Les usagers de la route nationale N°3 Conakry-Boké vivent un calvaire horrible et très dur à supporter. Pour l’automobiliste qui sort de Conakry par la route « Leprince » qui est d’ailleurs la plus empruntée pour aller à Dubréka, Boffa, Boké, Gaoual et Télimélé, son calvaire commence au rond-point dégradé de la T7 à Sonfonia. Il se poursuit par la partie pénible des trous béants de Sonfonia-rails, les ronds-points complètement défoncés depuis des années des T8, T9 à la Cimenterie et de la T10 à Bailobaya. C’est l’avant-goût du calvaire du voyage dans cette zone de la Guinée.

Il arrive ensuite à Kagbélen où, dès après le pont Paul Kagamé, il commence à affronter l’enfer de la Nationale N°3 qui mène, avec toutes les peines du monde, dans la régiondeBokéqualifiée  de « Poumon économique de la Guinée ». Rien qu’entre Kagbélen et le Km 5 à Dubréka, une distance d’à peine 10 km, l’automobiliste peut banalement faire trois à quatre heures, en train de dandiner et de basculer dans les trous béants remplis d’eau, sources d’interminables embouteillages et de fréquents accidents surtout en cette saison pluvieuse.

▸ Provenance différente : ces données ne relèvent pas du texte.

/*!
zbackup CLI - Command-line interface for incremental ZFS snapshot backups.

Takes snapshots of primary filesystems, mirrors them into an archive pool,
prunes old snapshots and compares primaries against their mirrors.
*/

use clap::{Parser, Subcommand};
use std::path::PathBuf;
use std::process::ExitCode;
use tabled::{Table, Tabled};
use tracing::{error, info, warn};
use zbackup_core::{
    backup_targets, check_privileges, diff_target, observability, validate_targets, BackupConfig,
    DiffOutcome, Filesystem, PurgeReport, RetentionPolicy, RunContext, Snapshot, TargetOutcome,
    Transfer, Zfs,
};

#[derive(Parser)]
#[command(name = "zbackup")]
#[command(about = "Incremental snapshot backups for ZFS filesystems")]
#[command(version)]
struct Cli {
    /// Show what would be done without changing any filesystem
    #[arg(short = 'n', long, global = true)]
    dry_run: bool,

    /// Enable verbose logging and transfer progress
    #[arg(short, long, global = true)]
    verbose: bool,

    /// JSON configuration file
    #[arg(short, long, global = true, env = "ZBACKUP_CONFIG")]
    config: Option<PathBuf>,

    /// Emit log records as JSON lines
    #[arg(long, global = true)]
    log_json: bool,

    /// Print Prometheus counters on exit
    #[arg(long, global = true)]
    metrics: bool,

    #[command(subcommand)]
    command: Commands,
}

#[derive(Subcommand)]
enum Commands {
    /// Snapshot each target and send it to the archive
    Backup {
        /// Primary filesystems to back up
        #[arg(required = true)]
        targets: Vec<String>,
        /// Archive root that mirrors each target under its own name
        #[arg(short, long)]
        archive: String,
        /// Apply the retention policy after each successful backup
        #[arg(long)]
        prune: bool,
    },
    /// Compare each target's files with its archive mirror
    Diff {
        /// Primary filesystems to compare
        #[arg(required = true)]
        targets: Vec<String>,
        /// Archive root that mirrors each target under its own name
        #[arg(short, long)]
        archive: String,
    },
    /// Take a snapshot of each target, or list existing ones
    Snapshot {
        /// Filesystems to snapshot
        #[arg(required = true)]
        targets: Vec<String>,
        /// List snapshots instead of taking one
        #[arg(short, long)]
        list: bool,
    },
    /// Destroy snapshots that fall outside the retention schedule
    Prune {
        /// Filesystems to prune
        #[arg(required = true)]
        targets: Vec<String>,
    },
}

impl Commands {
    fn targets(&self) -> &[String] {
        match self {
            Commands::Backup { targets, .. }
            | Commands::Diff { targets, .. }
            | Commands::Snapshot { targets, .. }
            | Commands::Prune { targets } => targets,
        }
    }

    fn mutates(&self) -> bool {
        match self {
            Commands::Backup { .. } | Commands::Prune { .. } => true,
            Commands::Snapshot { list, .. } => !list,
            Commands::Diff { .. } => false,
        }
    }
}

#[derive(Tabled)]
struct SnapshotRow {
    #[tabled(rename = "Filesystem")]
    filesystem: String,
    #[tabled(rename = "Snapshot")]
    snapshot: String,
    #[tabled(rename = "Created")]
    created: String,
}

#[tokio::main]
async fn main() -> Result<ExitCode, anyhow::Error> {
    let cli = Cli::parse();

    observability::init_logging(cli.verbose, cli.log_json)?;

    let config = BackupConfig::load(cli.config.as_deref())?;
    config.validate()?;
    validate_targets(cli.command.targets())?;

    if cli.command.mutates() && !cli.dry_run {
        check_privileges()?;
    }

    let ctx = RunContext::new(config, cli.dry_run, cli.verbose);
    let zfs = Zfs::new(&ctx);

    let failures = match &cli.command {
        Commands::Backup {
            targets,
            archive,
            prune,
        } => run_backup(&ctx, &zfs, targets, archive, *prune).await,
        Commands::Diff { targets, archive } => run_diff(&zfs, targets, archive).await,
        Commands::Snapshot { targets, list: true } => list_snapshots(&zfs, targets).await,
        Commands::Snapshot { targets, list: false } => take_snapshots(&zfs, targets).await,
        Commands::Prune { targets } => run_prune(&ctx, &zfs, targets).await,
    };

    if ctx.dry_run {
        info!(
            "dry run: {} command(s) were not executed",
            ctx.dry_run_log().recorded().len()
        );
    }

    if cli.metrics {
        match observability::metrics_text()? {
            Some(text) => print!("{text}"),
            None => warn!("zbackup was built without the metrics feature"),
        }
    }

    if failures > 0 {
        error!("{failures} target(s) failed");
        Ok(ExitCode::FAILURE)
    } else {
        Ok(ExitCode::SUCCESS)
    }
}

async fn run_backup(
    ctx: &RunContext,
    zfs: &Zfs,
    targets: &[String],
    archive: &str,
    prune: bool,
) -> usize {
    let outcomes = backup_targets(ctx, zfs, targets, archive, prune).await;
    for outcome in &outcomes {
        print_backup(outcome);
    }
    outcomes.iter().filter(|o| !o.is_success()).count()
}

fn print_backup(outcome: &TargetOutcome) {
    let report = match &outcome.backup {
        Ok(report) => report,
        Err(e) => {
            eprintln!("✗ {}: {e}", outcome.target);
            return;
        }
    };

    if report.is_up_to_date() {
        println!(
            "✓ {}: {} is up to date at {}",
            report.primary, report.mirror, report.snapshot
        );
    }
    for transfer in &report.transfers {
        match transfer {
            Transfer::Full { snapshot, size } => println!(
                "✓ {}: sent {snapshot} to {} ({})",
                report.primary,
                report.mirror,
                size.as_deref().unwrap_or("size not estimated")
            ),
            Transfer::Incremental { from, to, size } => println!(
                "✓ {}: sent {from}..{to} to {} ({})",
                report.primary,
                report.mirror,
                size.as_deref().unwrap_or("size not estimated")
            ),
        }
    }
    for purge in &outcome.purges {
        print_purge(&outcome.target, purge);
    }
}

fn print_purge(target: &str, purge: &zbackup_core::Result<PurgeReport>) {
    match purge {
        Ok(report) => {
            println!(
                "✓ {}: pruned {} snapshot(s)",
                report.filesystem,
                report.destroyed.len()
            );
            for (snapshot, e) in &report.failed {
                eprintln!("✗ {}@{snapshot}: {e}", report.filesystem);
            }
        }
        Err(e) => eprintln!("✗ {target}: prune failed: {e}"),
    }
}

async fn run_diff(zfs: &Zfs, targets: &[String], archive: &str) -> usize {
    let mut failures = 0;
    for target in targets {
        match diff_target(zfs, target, archive).await {
            Ok(DiffOutcome::NotArchived { mirror }) => {
                println!("{target}: not yet archived ({mirror} does not exist)");
            }
            Ok(outcome) => {
                if !print_diff(target, &outcome) {
                    failures += 1;
                }
            }
            Err(e) => {
                error!(target = %target, "diff failed: {e}");
                eprintln!("✗ {target}: {e}");
                failures += 1;
            }
        }
    }
    failures
}

/// Print a comparison; false when nothing could be compared
fn print_diff(target: &str, outcome: &DiffOutcome) -> bool {
    let DiffOutcome::Compared { entries, skipped, .. } = outcome else {
        return true;
    };
    for name in skipped {
        eprintln!("✗ {target}: skipped {name} (not mounted on both sides)");
    }
    for entry in entries {
        println!("{entry}");
    }

    if outcome.compared_nothing() {
        error!(target = %target, "no filesystem could be compared");
        return false;
    }
    if outcome.is_clean() {
        println!("{target}: No differences");
    } else if entries.is_empty() {
        println!("{target}: No differences in the filesystems that were compared");
    }
    true
}

async fn take_snapshots(zfs: &Zfs, targets: &[String]) -> usize {
    let mut failures = 0;
    for target in targets {
        let mut filesystem = Filesystem::new(zfs, target.as_str());
        let result = match filesystem.ensure_exists().await {
            Ok(()) => filesystem.take_snapshot().await,
            Err(e) => Err(e),
        };
        match result {
            Ok(snapshot) => println!("✓ {target}@{snapshot}"),
            Err(e) => {
                error!(target = %target, "snapshot failed: {e}");
                eprintln!("✗ {target}: {e}");
                failures += 1;
            }
        }
    }
    failures
}

async fn list_snapshots(zfs: &Zfs, targets: &[String]) -> usize {
    let mut failures = 0;
    let mut rows = Vec::new();
    for target in targets {
        let filesystem = Filesystem::new(zfs, target.as_str());
        let result = match filesystem.ensure_exists().await {
            Ok(()) => filesystem.snapshot_list(false).await,
            Err(e) => Err(e),
        };
        match result {
            Ok(list) => rows.extend(list.names().iter().map(|name| SnapshotRow {
                filesystem: target.clone(),
                snapshot: name.clone(),
                created: format_created(name, zfs.snapshot_prefix()),
            })),
            Err(e) => {
                eprintln!("✗ {target}: {e}");
                failures += 1;
            }
        }
    }

    if rows.is_empty() {
        println!("No snapshots found");
    } else {
        println!("{}", Table::new(rows));
    }
    failures
}

/// Local creation time for snapshots this tool named, empty otherwise
fn format_created(name: &str, prefix: &str) -> String {
    match Snapshot::parse(name) {
        Ok(snapshot) if snapshot.prefix() == prefix => snapshot
            .created_local()
            .format("%Y-%m-%d %H:%M:%S")
            .to_string(),
        _ => String::new(),
    }
}

async fn run_prune(ctx: &RunContext, zfs: &Zfs, targets: &[String]) -> usize {
    let policy = RetentionPolicy::from_config(&ctx.config);
    let mut failures = 0;
    for target in targets {
        let filesystem = Filesystem::new(zfs, target.as_str());
        let purge = match filesystem.ensure_exists().await {
            Ok(()) => policy.purge(&filesystem, zfs.now()).await,
            Err(e) => Err(e),
        };
        if !matches!(&purge, Ok(report) if report.failed.is_empty()) {
            failures += 1;
        }
        print_purge(target, &purge);
    }
    failures
}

L’usager continue ensuite pour Boffa et Boké sur cette route étroite, défoncée avec beaucoup d’ouvrages de franchissement en dégradation très poussée.

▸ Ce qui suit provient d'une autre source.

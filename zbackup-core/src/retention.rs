/*!
Generational snapshot retention.

Snapshots younger than the hour window are all kept. Between the hour and
day windows, at most one snapshot per day survives. Beyond the day window,
at most one snapshot per week survives, and only the newest `max_weeks` of
those. Snapshots that do not carry this system's prefix are never touched.
*/

use crate::config::BackupConfig;
use crate::filesystem::Filesystem;
use crate::snapshot::{Snapshot, SnapshotList};
use crate::{BackupError, Result};
use chrono::{DateTime, Duration, Utc};
use tracing::{debug, info, warn};

/// Keep schedule derived from the retention configuration
#[derive(Debug, Clone)]
pub struct RetentionPolicy {
    prefix: String,
    hour_window: Duration,
    day_window: Duration,
    max_weeks: usize,
}

/// What one purge sweep did on a filesystem
#[derive(Debug)]
pub struct PurgeReport {
    pub filesystem: String,
    pub destroyed: Vec<String>,
    pub failed: Vec<(String, BackupError)>,
}

/// Keep the first snapshot of every `interval`, oldest first
///
/// Returns `(kept, expired)`. The watermark restarts from each kept
/// snapshot, so decimating an already decimated sequence expires nothing.
fn decimate(snapshots: Vec<Snapshot>, interval: Duration) -> (Vec<Snapshot>, Vec<Snapshot>) {
    let mut kept = Vec::new();
    let mut expired = Vec::new();
    let mut next_keep: Option<DateTime<Utc>> = None;

    for snapshot in snapshots {
        match next_keep {
            Some(watermark) if snapshot.created() < watermark => expired.push(snapshot),
            _ => {
                next_keep = Some(snapshot.created() + interval);
                kept.push(snapshot);
            }
        }
    }
    (kept, expired)
}

impl RetentionPolicy {
    pub fn new(prefix: impl Into<String>, hour_window: Duration, day_window: Duration, max_weeks: usize) -> Self {
        Self {
            prefix: prefix.into(),
            hour_window,
            day_window,
            max_weeks,
        }
    }

    pub fn from_config(config: &BackupConfig) -> Self {
        Self::new(
            config.snapshot_prefix.clone(),
            config.retention.hour_window(),
            config.retention.day_window(),
            config.retention.max_weeks as usize,
        )
    }

    /// Snapshots to destroy, oldest first
    pub fn plan(&self, snapshots: &SnapshotList, now: DateTime<Utc>) -> Vec<Snapshot> {
        let generations =
            snapshots.bucket_by_age(now, &self.prefix, self.hour_window, self.day_window);

        let (_, mut expired) = decimate(generations.middle, Duration::days(1));
        let (weekly, mut old_expired) = decimate(generations.old, Duration::weeks(1));

        // The cap applies to weekly survivors, never to the decimated input.
        let excess = weekly.len().saturating_sub(self.max_weeks);
        old_expired.extend(weekly.into_iter().take(excess));
        old_expired.sort_by_key(Snapshot::created);

        debug!(
            filesystem = snapshots.filesystem(),
            young = generations.young.len(),
            expired = expired.len() + old_expired.len(),
            "planned retention"
        );
        old_expired.append(&mut expired);
        old_expired
    }

    /// Destroy every planned snapshot of `filesystem`
    ///
    /// Each destroy is attempted even if an earlier one failed; failures are
    /// collected in the report.
    pub async fn purge(&self, filesystem: &Filesystem<'_>, now: DateTime<Utc>) -> Result<PurgeReport> {
        let snapshots = filesystem.snapshot_list(false).await?;
        let plan = self.plan(&snapshots, now);
        let mut report = PurgeReport {
            filesystem: filesystem.name().to_string(),
            destroyed: Vec::new(),
            failed: Vec::new(),
        };
        if plan.is_empty() {
            info!(filesystem = %filesystem.name(), "nothing to prune");
            return Ok(report);
        }

        info!(filesystem = %filesystem.name(), count = plan.len(), "pruning snapshots");
        for snapshot in plan {
            match filesystem.destroy_snapshot(snapshot.name()).await {
                Ok(()) => report.destroyed.push(snapshot.name().to_string()),
                Err(e) => {
                    warn!(filesystem = %filesystem.name(), snapshot = %snapshot, "destroy failed: {e}");
                    report.failed.push((snapshot.name().to_string(), e));
                }
            }
        }
        Ok(report)
    }
}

La région de Boké est pourtant le « Poumon économique de la Guinée » qui renferme les deux tiers des réserves mondiales de bauxite. Ce sont les préfectures de cette région excepté Koundara et Télimélé qui contiennent l’essentiel des réserves de bauxite actuellement en exploitation dans le pays. Boké est qualifiée de « Poumon économique de la Guinée » à cause de la présence dans la région de près d’une trentaine de compagnies minières qui exploitent la bauxite et tirent des dizaines de milliards de dollars chaque année. Malheureusement, le récent constat du CNT révèle que plus de la moitié des recettes minières de l’Etat Guinéen est absorbée par notre fameuse EDG qui n’arrive pas, malgré tout, à donner du courant électrique aux Guinéens. L’exploitation de la bauxite dans cette région de la-Guinée a commencé en 1957 avec la compagnie Fria qui n’a jusqu’ici, après 67 ans de d’extraction et d’exportation de notre bauxite, marquées par la dégradation et la pollution de l’environnement, eu que très peu d’impacts sur la vie des pauvres citoyens de la région et du pays. L’usine d’alumine de Fria est devenue, à cause de la vieillesse de ses installations, un gros pollueur très difficile à supporter pour les populations de la zone. Cette exploitation de la bauxite dans la région de Boké s’est poursuivie avec la Compagnie des bauxites de Guinée (CBG) installée à  Sangaredi et à Kamsar au début des années 70.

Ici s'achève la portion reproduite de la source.